## PROBLEM REQUIREMENTS
Among the records, find the lines that hold the string "logs" and return them.

## RECORDS FOR THE EXERCISE

//! The view a running contract has of the chain.

use crate::gas::{self, GasMeter};
use crate::state::{self, Env, Frame, WorldState};
use crate::{ContractInterface, Revert};
use alloy_primitives::{Address, Bytes, Log, U256};
use alloy_sol_types::{SolCall, SolEvent};

/// Execution context of one call frame.
///
/// Gives the running contract its call parameters (`msg.sender`,
/// `msg.value`, calldata), the block environment, and the operations that
/// touch shared state: nested calls, value transfers, deployments and logs.
pub struct CallContext<'a> {
	state: &'a mut WorldState,
	env: &'a Env,
	caller: Address,
	this: Address,
	value: U256,
	input: Bytes,
	gas: GasMeter,
	depth: usize,
}

impl<'a> CallContext<'a> {
	pub(crate) fn new(state: &'a mut WorldState, env: &'a Env, frame: Frame) -> Self {
		Self {
			state,
			env,
			caller: frame.caller,
			this: frame.to,
			value: frame.value,
			input: frame.input,
			gas: GasMeter::new(frame.gas_limit),
			depth: frame.depth,
		}
	}

	/// The immediate caller.
	pub fn msg_sender(&self) -> Address {
		self.caller
	}

	pub fn msg_value(&self) -> U256 {
		self.value
	}

	/// Address of the running contract.
	pub fn this(&self) -> Address {
		self.this
	}

	/// Calldata of this frame.
	pub fn input(&self) -> &Bytes {
		&self.input
	}

	pub fn chain_id(&self) -> u64 {
		self.env.chain_id
	}

	pub fn block_number(&self) -> u64 {
		self.env.block.number
	}

	pub fn block_timestamp(&self) -> u64 {
		self.env.block.timestamp
	}

	pub fn depth(&self) -> usize {
		self.depth
	}

	pub fn gas_left(&self) -> u64 {
		self.gas.remaining()
	}

	pub(crate) fn gas_used(&self) -> u64 {
		self.gas.used()
	}

	pub fn charge_gas(&mut self, amount: u64) -> Result<(), Revert> {
		self.gas.charge(amount)
	}

	/// Charges a storage write; writing a previously zero slot costs more.
	pub fn charge_sstore(&mut self, was_zero: bool) -> Result<(), Revert> {
		self.gas.charge(if was_zero {
			gas::SSTORE_SET
		} else {
			gas::SSTORE_RESET
		})
	}

	pub fn balance(&self, account: &Address) -> U256 {
		self.state.balance(account)
	}

	pub fn self_balance(&self) -> U256 {
		self.state.balance(&self.this)
	}

	/// Calls `to` with `data`, attaching `value` from this contract's balance.
	///
	/// The callee gets at most 63/64 of the remaining gas, less when `gas`
	/// asks for less. A callee revert is returned as `Err` after its state
	/// changes have been rolled back; this frame keeps running.
	pub fn call(
		&mut self,
		to: Address,
		value: U256,
		data: impl Into<Bytes>,
		gas: Option<u64>,
	) -> Result<Bytes, Revert> {
		let mut cost = gas::CALL;
		if !value.is_zero() {
			cost += gas::CALL_VALUE;
		}
		self.gas.charge(cost)?;

		let available = gas::max_call_gas(self.gas.remaining());
		let frame = Frame {
			caller: self.this,
			to,
			value,
			input: data.into(),
			gas_limit: gas.map_or(available, |requested| requested.min(available)),
			depth: self.depth + 1,
		};
		let (result, used) = state::run_frame(
			&mut *self.state,
			self.env,
			frame,
			|revert| revert,
			|contract, ctx| match contract {
				Some(contract) => {
					let input = ctx.input().clone();
					contract.call(ctx, &input)
				},
				None => Ok(Bytes::new()),
			},
		);
		self.gas.charge(used)?;
		result
	}

	/// Calls a typed function on `to` and decodes its return values.
	pub fn call_sol<C: SolCall>(
		&mut self,
		to: Address,
		value: U256,
		call: &C,
	) -> Result<C::Return, Revert> {
		let output = self.call(to, value, call.abi_encode(), None)?;
		C::abi_decode_returns(&output, true).map_err(|e| {
			Revert::message(format!(
				"{} on {} returned malformed data: {}",
				C::SIGNATURE,
				to,
				e
			))
		})
	}

	/// Sends native currency to `to`, running its code if it has any.
	pub fn transfer_native(&mut self, to: Address, amount: U256) -> Result<(), Revert> {
		self.call(to, amount, Bytes::new(), None).map(|_| ())
	}

	/// Emits `event` from the running contract.
	pub fn emit<E: SolEvent>(&mut self, event: &E) -> Result<(), Revert> {
		let data = event.encode_log_data();
		self.gas.charge(
			gas::LOG
				+ gas::LOG_TOPIC * data.topics().len() as u64
				+ gas::LOG_DATA_BYTE * data.data.len() as u64,
		)?;
		self.state.logs.push(Log {
			address: self.this,
			data,
		});
		Ok(())
	}

	/// The address [`CallContext::deploy`] will use next.
	pub fn next_deploy_address(&self) -> Address {
		self.state.next_deploy_address(&self.this)
	}

	/// Deploys `contract` with the running contract as deployer.
	pub fn deploy(&mut self, contract: Box<dyn ContractInterface>) -> Result<Address, Revert> {
		self.gas.charge(gas::CREATE)?;
		let kind = contract.kind();
		let address = self.state.install(self.this, contract);
		tracing::debug!(
			component = "chain",
			deployer = %self.this,
			address = %address,
			kind,
			"contract deployed"
		);
		Ok(address)
	}
}

/// ERC-2771 sender resolution for contracts that trust a forwarder.
///
/// When the immediate caller is the trusted forwarder, the last 20 bytes of
/// calldata carry the original signer and are not part of the call itself.
pub trait TrustedForwarderContext {
	fn trusted_forwarder(&self) -> Address;

	fn is_trusted_forwarder(&self, forwarder: Address) -> bool {
		forwarder == self.trusted_forwarder()
	}

	/// The original signer of a forwarded call, or the immediate caller.
	fn msg_sender(&self, ctx: &CallContext<'_>) -> Address {
		let input = ctx.input();
		if self.is_trusted_forwarder(ctx.msg_sender()) && input.len() >= 20 {
			Address::from_slice(&input[input.len() - 20..])
		} else {
			ctx.msg_sender()
		}
	}

	/// Calldata without the forwarder's sender suffix.
	fn msg_data<'b>(&self, ctx: &CallContext<'_>, input: &'b [u8]) -> &'b [u8] {
		if self.is_trusted_forwarder(ctx.msg_sender()) && input.len() >= 20 {
			&input[..input.len() - 20]
		} else {
			input
		}
	}
}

## SOLUTION TO THIS PROBLEM
/// touch shared state: nested calls, value transfers, deployments and logs.
		self.state.logs.push(Log {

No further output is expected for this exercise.